INPUT FOR THIS TASK: Begin
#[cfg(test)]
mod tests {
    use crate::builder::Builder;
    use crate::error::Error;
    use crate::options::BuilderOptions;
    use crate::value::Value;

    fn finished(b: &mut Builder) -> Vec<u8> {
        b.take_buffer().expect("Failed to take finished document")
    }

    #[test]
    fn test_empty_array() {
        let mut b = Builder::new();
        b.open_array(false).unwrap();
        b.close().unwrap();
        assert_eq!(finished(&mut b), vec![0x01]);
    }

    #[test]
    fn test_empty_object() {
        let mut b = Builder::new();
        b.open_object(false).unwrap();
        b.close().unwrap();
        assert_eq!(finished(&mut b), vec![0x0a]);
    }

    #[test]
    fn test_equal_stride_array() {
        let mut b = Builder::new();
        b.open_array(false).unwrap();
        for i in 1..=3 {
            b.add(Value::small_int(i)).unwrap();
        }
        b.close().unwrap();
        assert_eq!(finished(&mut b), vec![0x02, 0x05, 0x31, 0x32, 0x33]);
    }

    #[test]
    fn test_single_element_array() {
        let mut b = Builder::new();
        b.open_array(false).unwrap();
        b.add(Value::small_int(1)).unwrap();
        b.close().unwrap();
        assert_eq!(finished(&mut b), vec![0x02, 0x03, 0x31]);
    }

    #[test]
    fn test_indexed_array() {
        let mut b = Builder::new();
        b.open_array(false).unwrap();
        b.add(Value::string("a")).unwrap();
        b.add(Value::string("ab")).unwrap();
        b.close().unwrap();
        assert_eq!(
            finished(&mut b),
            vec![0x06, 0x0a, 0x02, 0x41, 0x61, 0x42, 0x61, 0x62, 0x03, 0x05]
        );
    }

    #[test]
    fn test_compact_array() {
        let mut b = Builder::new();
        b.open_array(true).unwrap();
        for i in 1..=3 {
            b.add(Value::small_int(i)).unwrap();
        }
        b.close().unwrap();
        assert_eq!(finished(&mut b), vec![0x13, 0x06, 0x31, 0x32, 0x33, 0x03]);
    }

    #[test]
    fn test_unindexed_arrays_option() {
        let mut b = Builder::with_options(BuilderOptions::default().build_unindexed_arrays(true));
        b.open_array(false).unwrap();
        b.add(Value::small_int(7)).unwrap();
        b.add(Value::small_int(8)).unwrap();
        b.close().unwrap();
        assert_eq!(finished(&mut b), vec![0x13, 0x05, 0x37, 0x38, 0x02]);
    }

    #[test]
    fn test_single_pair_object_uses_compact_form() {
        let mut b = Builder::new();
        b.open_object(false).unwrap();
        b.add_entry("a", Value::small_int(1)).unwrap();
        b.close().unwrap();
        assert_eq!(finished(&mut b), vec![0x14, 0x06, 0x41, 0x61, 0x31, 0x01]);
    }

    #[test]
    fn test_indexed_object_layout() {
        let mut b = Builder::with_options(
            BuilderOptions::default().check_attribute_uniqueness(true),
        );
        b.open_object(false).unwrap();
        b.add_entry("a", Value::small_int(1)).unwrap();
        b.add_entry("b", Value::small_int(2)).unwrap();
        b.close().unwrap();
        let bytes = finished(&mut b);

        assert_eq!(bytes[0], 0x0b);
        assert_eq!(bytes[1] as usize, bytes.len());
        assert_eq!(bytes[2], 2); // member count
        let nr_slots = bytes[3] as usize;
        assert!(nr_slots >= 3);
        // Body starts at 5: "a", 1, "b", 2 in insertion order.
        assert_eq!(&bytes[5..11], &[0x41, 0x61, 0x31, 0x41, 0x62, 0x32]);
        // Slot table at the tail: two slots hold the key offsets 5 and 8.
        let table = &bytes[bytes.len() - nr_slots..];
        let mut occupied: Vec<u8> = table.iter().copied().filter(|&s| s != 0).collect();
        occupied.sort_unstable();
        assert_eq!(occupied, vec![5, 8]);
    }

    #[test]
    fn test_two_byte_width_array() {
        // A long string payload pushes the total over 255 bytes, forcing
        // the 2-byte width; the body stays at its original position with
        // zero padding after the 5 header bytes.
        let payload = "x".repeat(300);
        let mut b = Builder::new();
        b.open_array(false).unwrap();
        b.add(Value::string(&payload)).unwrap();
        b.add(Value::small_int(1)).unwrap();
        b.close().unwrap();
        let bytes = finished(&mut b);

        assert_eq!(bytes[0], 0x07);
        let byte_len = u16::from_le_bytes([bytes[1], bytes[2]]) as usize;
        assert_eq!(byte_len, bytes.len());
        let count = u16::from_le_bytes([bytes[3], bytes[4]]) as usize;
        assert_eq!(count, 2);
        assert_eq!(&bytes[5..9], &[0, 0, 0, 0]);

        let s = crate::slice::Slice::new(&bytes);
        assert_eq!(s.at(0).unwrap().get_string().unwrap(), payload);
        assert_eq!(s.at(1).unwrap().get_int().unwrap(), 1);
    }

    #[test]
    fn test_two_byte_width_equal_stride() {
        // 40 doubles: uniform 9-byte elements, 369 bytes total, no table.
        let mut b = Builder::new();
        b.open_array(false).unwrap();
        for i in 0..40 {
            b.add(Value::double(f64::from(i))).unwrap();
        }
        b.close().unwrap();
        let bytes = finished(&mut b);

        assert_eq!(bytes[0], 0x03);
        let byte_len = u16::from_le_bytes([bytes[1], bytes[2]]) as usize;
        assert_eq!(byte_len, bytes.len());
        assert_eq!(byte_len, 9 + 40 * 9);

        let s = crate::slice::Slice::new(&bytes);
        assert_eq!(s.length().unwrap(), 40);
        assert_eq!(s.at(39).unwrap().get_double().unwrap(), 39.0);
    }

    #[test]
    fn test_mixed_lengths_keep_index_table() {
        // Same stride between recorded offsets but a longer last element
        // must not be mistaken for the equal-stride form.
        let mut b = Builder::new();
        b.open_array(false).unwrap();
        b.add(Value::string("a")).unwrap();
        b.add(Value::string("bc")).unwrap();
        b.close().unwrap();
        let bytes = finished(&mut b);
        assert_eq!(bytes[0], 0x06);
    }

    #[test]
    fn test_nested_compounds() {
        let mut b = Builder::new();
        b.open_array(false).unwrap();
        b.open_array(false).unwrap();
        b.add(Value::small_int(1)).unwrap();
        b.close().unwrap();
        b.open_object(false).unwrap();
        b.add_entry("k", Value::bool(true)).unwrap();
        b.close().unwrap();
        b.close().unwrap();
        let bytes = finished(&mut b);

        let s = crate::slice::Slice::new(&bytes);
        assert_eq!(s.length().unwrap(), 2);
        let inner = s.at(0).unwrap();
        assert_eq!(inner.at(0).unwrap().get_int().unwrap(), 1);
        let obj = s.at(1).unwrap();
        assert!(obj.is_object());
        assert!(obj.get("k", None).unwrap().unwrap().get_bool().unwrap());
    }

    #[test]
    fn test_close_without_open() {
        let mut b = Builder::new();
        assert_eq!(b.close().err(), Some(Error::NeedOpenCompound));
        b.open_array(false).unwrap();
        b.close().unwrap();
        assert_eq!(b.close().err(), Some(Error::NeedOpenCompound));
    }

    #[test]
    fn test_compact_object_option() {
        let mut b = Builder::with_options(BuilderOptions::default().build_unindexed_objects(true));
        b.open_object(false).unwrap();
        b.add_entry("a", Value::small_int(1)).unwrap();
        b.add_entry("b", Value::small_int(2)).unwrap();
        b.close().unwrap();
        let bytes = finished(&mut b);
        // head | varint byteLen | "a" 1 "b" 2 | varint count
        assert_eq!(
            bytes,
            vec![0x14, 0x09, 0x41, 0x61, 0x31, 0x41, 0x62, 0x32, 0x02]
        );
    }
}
INPUT FOR THIS TASK: End
_TASK INSTRUCTIONS_. Set down each entry from above once more, exactly as written.

_ANSWER BOX_.
#[cfg(test)]
mod tests {
    use crate::builder::Builder;
    use crate::error::Error;
    use crate::options::BuilderOptions;
    use crate::value::Value;

    fn finished(b: &mut Builder) -> Vec<u8> {
        b.take_buffer().expect("Failed to take finished document")
    }

    #[test]
    fn test_empty_array() {
        let mut b = Builder::new();
        b.open_array(false).unwrap();
        b.close().unwrap();
        assert_eq!(finished(&mut b), vec![0x01]);
    }

    #[test]
    fn test_empty_object() {
        let mut b = Builder::new();
        b.open_object(false).unwrap();
        b.close().unwrap();
        assert_eq!(finished(&mut b), vec![0x0a]);
    }

    #[test]
    fn test_equal_stride_array() {
        let mut b = Builder::new();
        b.open_array(false).unwrap();
        for i in 1..=3 {
            b.add(Value::small_int(i)).unwrap();
        }
        b.close().unwrap();
        assert_eq!(finished(&mut b), vec![0x02, 0x05, 0x31, 0x32, 0x33]);
    }

    #[test]
    fn test_single_element_array() {
        let mut b = Builder::new();
        b.open_array(false).unwrap();
        b.add(Value::small_int(1)).unwrap();
        b.close().unwrap();
        assert_eq!(finished(&mut b), vec![0x02, 0x03, 0x31]);
    }

    #[test]
    fn test_indexed_array() {
        let mut b = Builder::new();
        b.open_array(false).unwrap();
        b.add(Value::string("a")).unwrap();
        b.add(Value::string("ab")).unwrap();
        b.close().unwrap();
        assert_eq!(
            finished(&mut b),
            vec![0x06, 0x0a, 0x02, 0x41, 0x61, 0x42, 0x61, 0x62, 0x03, 0x05]
        );
    }

    #[test]
    fn test_compact_array() {
        let mut b = Builder::new();
        b.open_array(true).unwrap();
        for i in 1..=3 {
            b.add(Value::small_int(i)).unwrap();
        }
        b.close().unwrap();
        assert_eq!(finished(&mut b), vec![0x13, 0x06, 0x31, 0x32, 0x33, 0x03]);
    }

    #[test]
    fn test_unindexed_arrays_option() {
        let mut b = Builder::with_options(BuilderOptions::default().build_unindexed_arrays(true));
        b.open_array(false).unwrap();
        b.add(Value::small_int(7)).unwrap();
        b.add(Value::small_int(8)).unwrap();
        b.close().unwrap();
        assert_eq!(finished(&mut b), vec![0x13, 0x05, 0x37, 0x38, 0x02]);
    }

    #[test]
    fn test_single_pair_object_uses_compact_form() {
        let mut b = Builder::new();
        b.open_object(false).unwrap();
        b.add_entry("a", Value::small_int(1)).unwrap();
        b.close().unwrap();
        assert_eq!(finished(&mut b), vec![0x14, 0x06, 0x41, 0x61, 0x31, 0x01]);
    }

    #[test]
    fn test_indexed_object_layout() {
        let mut b = Builder::with_options(
            BuilderOptions::default().check_attribute_uniqueness(true),
        );
        b.open_object(false).unwrap();
        b.add_entry("a", Value::small_int(1)).unwrap();
        b.add_entry("b", Value::small_int(2)).unwrap();
        b.close().unwrap();
        let bytes = finished(&mut b);

        assert_eq!(bytes[0], 0x0b);
        assert_eq!(bytes[1] as usize, bytes.len());
        assert_eq!(bytes[2], 2); // member count
        let nr_slots = bytes[3] as usize;
        assert!(nr_slots >= 3);
        // Body starts at 5: "a", 1, "b", 2 in insertion order.
        assert_eq!(&bytes[5..11], &[0x41, 0x61, 0x31, 0x41, 0x62, 0x32]);
        // Slot table at the tail: two slots hold the key offsets 5 and 8.
        let table = &bytes[bytes.len() - nr_slots..];
        let mut occupied: Vec<u8> = table.iter().copied().filter(|&s| s != 0).collect();
        occupied.sort_unstable();
        assert_eq!(occupied, vec![5, 8]);
    }

    #[test]
    fn test_two_byte_width_array() {
        // A long string payload pushes the total over 255 bytes, forcing
        // the 2-byte width; the body stays at its original position with
        // zero padding after the 5 header bytes.
        let payload = "x".repeat(300);
        let mut b = Builder::new();
        b.open_array(false).unwrap();
        b.add(Value::string(&payload)).unwrap();
        b.add(Value::small_int(1)).unwrap();
        b.close().unwrap();
        let bytes = finished(&mut b);

        assert_eq!(bytes[0], 0x07);
        let byte_len = u16::from_le_bytes([bytes[1], bytes[2]]) as usize;
        assert_eq!(byte_len, bytes.len());
        let count = u16::from_le_bytes([bytes[3], bytes[4]]) as usize;
        assert_eq!(count, 2);
        assert_eq!(&bytes[5..9], &[0, 0, 0, 0]);

        let s = crate::slice::Slice::new(&bytes);
        assert_eq!(s.at(0).unwrap().get_string().unwrap(), payload);
        assert_eq!(s.at(1).unwrap().get_int().unwrap(), 1);
    }

    #[test]
    fn test_two_byte_width_equal_stride() {
        // 40 doubles: uniform 9-byte elements, 369 bytes total, no table.
        let mut b = Builder::new();
        b.open_array(false).unwrap();
        for i in 0..40 {
            b.add(Value::double(f64::from(i))).unwrap();
        }
        b.close().unwrap();
        let bytes = finished(&mut b);

        assert_eq!(bytes[0], 0x03);
        let byte_len = u16::from_le_bytes([bytes[1], bytes[2]]) as usize;
        assert_eq!(byte_len, bytes.len());
        assert_eq!(byte_len, 9 + 40 * 9);

        let s = crate::slice::Slice::new(&bytes);
        assert_eq!(s.length().unwrap(), 40);
        assert_eq!(s.at(39).unwrap().get_double().unwrap(), 39.0);
    }

    #[test]
    fn test_mixed_lengths_keep_index_table() {
        // Same stride between recorded offsets but a longer last element
        // must not be mistaken for the equal-stride form.
        let mut b = Builder::new();
        b.open_array(false).unwrap();
        b.add(Value::string("a")).unwrap();
        b.add(Value::string("bc")).unwrap();
        b.close().unwrap();
        let bytes = finished(&mut b);
        assert_eq!(bytes[0], 0x06);
    }

    #[test]
    fn test_nested_compounds() {
        let mut b = Builder::new();
        b.open_array(false).unwrap();
        b.open_array(false).unwrap();
        b.add(Value::small_int(1)).unwrap();
        b.close().unwrap();
        b.open_object(false).unwrap();
        b.add_entry("k", Value::bool(true)).unwrap();
        b.close().unwrap();
        b.close().unwrap();
        let bytes = finished(&mut b);

        let s = crate::slice::Slice::new(&bytes);
        assert_eq!(s.length().unwrap(), 2);
        let inner = s.at(0).unwrap();
        assert_eq!(inner.at(0).unwrap().get_int().unwrap(), 1);
        let obj = s.at(1).unwrap();
        assert!(obj.is_object());
        assert!(obj.get("k", None).unwrap().unwrap().get_bool().unwrap());
    }

    #[test]
    fn test_close_without_open() {
        let mut b = Builder::new();
        assert_eq!(b.close().err(), Some(Error::NeedOpenCompound));
        b.open_array(false).unwrap();
        b.close().unwrap();
        assert_eq!(b.close().err(), Some(Error::NeedOpenCompound));
    }

    #[test]
    fn test_compact_object_option() {
        let mut b = Builder::with_options(BuilderOptions::default().build_unindexed_objects(true));
        b.open_object(false).unwrap();
        b.add_entry("a", Value::small_int(1)).unwrap();
        b.add_entry("b", Value::small_int(2)).unwrap();
        b.close().unwrap();
        let bytes = finished(&mut b);
        // head | varint byteLen | "a" 1 "b" 2 | varint count
        assert_eq!(
            bytes,
            vec![0x14, 0x09, 0x41, 0x61, 0x31, 0x41, 0x62, 0x32, 0x02]
        );
    }
}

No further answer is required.